■ **Assignment**: Look below for the line containing "filename crates/trilha-core/src/impls/stub_http.rs" and the line containing "use tokio::sync::Mutex;"; repeat exactly those two lines and all lines between them, and nothing else.

- - - - - - -

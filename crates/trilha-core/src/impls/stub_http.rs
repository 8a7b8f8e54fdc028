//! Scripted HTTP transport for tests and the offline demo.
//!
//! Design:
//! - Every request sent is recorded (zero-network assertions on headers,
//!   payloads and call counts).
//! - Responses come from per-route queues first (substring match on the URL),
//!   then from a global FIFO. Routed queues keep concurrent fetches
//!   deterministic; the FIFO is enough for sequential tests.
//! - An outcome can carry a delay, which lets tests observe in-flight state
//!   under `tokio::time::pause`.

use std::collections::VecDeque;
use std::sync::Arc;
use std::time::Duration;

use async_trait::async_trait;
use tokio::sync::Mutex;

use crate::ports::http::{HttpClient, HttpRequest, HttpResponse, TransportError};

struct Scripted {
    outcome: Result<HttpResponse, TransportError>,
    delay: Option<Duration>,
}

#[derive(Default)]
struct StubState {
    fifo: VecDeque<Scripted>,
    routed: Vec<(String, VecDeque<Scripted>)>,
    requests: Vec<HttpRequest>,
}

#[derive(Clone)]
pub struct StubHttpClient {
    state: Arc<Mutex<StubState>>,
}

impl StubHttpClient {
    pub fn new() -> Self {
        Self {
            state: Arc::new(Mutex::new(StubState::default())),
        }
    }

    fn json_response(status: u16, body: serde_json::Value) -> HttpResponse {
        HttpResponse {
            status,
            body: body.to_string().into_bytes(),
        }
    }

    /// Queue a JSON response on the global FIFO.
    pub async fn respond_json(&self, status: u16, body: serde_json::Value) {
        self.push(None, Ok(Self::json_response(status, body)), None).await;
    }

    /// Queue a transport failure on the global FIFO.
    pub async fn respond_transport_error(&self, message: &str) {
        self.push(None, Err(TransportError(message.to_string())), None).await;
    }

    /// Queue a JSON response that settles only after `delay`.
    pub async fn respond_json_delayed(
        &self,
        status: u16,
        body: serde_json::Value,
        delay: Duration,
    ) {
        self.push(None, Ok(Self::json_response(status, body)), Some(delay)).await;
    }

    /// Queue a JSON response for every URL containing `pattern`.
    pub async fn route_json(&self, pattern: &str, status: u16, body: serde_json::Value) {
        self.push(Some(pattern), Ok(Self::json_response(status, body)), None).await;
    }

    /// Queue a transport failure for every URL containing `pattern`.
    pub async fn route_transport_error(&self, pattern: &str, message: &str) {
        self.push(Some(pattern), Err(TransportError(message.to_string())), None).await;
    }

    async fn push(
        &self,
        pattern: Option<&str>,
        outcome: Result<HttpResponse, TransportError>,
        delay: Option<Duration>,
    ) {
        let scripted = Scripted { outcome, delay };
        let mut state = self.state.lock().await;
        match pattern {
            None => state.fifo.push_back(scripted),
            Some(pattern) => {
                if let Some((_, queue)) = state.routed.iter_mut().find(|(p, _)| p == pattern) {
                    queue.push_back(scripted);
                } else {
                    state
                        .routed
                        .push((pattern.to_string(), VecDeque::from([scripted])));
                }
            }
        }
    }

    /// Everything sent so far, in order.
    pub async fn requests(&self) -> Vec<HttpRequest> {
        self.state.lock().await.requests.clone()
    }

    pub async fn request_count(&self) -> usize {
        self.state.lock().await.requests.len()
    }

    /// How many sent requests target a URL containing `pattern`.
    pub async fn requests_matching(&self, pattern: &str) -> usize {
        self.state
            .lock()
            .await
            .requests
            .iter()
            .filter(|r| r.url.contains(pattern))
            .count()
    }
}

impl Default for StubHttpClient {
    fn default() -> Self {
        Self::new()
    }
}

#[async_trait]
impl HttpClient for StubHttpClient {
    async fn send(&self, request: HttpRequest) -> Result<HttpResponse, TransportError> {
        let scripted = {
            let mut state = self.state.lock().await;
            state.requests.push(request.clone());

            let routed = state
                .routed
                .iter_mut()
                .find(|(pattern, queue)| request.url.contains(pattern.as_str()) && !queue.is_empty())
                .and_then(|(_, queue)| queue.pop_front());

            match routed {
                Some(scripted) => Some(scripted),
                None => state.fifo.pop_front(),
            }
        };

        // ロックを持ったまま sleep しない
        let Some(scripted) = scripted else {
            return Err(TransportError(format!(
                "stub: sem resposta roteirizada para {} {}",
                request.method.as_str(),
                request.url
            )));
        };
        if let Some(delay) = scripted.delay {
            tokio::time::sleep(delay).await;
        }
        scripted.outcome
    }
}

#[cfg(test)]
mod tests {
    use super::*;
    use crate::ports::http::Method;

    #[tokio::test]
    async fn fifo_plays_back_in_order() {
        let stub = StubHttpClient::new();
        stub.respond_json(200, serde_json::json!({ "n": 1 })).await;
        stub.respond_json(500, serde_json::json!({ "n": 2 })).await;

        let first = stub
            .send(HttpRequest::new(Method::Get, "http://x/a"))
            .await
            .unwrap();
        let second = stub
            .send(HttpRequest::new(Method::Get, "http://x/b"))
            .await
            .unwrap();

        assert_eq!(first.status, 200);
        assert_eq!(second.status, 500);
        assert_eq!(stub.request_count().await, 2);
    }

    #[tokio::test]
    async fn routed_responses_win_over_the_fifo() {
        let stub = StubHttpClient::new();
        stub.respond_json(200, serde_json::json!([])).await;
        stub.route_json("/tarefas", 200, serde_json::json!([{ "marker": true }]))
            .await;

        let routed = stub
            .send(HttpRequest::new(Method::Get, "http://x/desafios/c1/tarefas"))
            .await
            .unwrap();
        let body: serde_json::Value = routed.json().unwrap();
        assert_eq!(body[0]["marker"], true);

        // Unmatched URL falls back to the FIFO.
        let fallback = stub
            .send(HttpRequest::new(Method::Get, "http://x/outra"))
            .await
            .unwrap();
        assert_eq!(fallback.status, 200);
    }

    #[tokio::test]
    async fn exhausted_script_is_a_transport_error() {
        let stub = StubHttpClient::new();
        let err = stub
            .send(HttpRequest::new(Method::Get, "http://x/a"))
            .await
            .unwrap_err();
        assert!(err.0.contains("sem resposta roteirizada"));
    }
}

- - - - - - -

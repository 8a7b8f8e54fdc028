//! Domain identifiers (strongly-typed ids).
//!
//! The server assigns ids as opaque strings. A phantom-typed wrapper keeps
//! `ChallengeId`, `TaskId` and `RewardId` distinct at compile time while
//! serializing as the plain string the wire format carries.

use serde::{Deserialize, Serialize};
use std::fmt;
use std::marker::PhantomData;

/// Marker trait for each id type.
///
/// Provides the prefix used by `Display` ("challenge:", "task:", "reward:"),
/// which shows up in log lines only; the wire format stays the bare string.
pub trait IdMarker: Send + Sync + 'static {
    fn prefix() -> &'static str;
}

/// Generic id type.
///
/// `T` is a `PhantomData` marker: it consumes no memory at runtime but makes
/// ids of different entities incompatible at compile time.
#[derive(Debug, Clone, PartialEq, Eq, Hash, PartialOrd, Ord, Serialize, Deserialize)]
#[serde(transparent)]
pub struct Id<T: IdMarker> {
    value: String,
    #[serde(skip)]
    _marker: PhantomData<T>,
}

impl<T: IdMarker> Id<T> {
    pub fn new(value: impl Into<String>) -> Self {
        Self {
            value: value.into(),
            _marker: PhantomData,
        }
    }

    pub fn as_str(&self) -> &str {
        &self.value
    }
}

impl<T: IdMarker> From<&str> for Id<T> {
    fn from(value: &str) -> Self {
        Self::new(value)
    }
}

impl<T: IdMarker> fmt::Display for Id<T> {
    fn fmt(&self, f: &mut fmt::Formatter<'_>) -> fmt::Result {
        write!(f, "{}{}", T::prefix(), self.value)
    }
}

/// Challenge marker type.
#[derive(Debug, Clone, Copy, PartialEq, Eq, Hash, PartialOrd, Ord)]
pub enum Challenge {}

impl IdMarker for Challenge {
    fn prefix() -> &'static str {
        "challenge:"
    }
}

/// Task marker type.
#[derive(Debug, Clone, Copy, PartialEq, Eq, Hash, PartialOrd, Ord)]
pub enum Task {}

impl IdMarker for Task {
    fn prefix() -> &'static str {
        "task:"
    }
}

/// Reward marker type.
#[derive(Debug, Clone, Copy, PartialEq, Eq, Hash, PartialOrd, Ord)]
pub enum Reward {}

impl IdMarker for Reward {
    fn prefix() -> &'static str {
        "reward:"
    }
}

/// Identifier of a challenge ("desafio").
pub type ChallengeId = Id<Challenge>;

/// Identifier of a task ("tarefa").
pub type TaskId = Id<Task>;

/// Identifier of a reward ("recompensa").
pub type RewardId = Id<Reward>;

- - - - - - -

■ **Task output**:
filename crates/trilha-core/src/impls/stub_http.rs
repository 8a7b8f8e54fdc028
//! Scripted HTTP transport for tests and the offline demo.
//!
//! Design:
//! - Every request sent is recorded (zero-network assertions on headers,
//!   payloads and call counts).
//! - Responses come from per-route queues first (substring match on the URL),
//!   then from a global FIFO. Routed queues keep concurrent fetches
//!   deterministic; the FIFO is enough for sequential tests.
//! - An outcome can carry a delay, which lets tests observe in-flight state
//!   under `tokio::time::pause`.

use std::collections::VecDeque;
use std::sync::Arc;
use std::time::Duration;

use async_trait::async_trait;
use tokio::sync::Mutex;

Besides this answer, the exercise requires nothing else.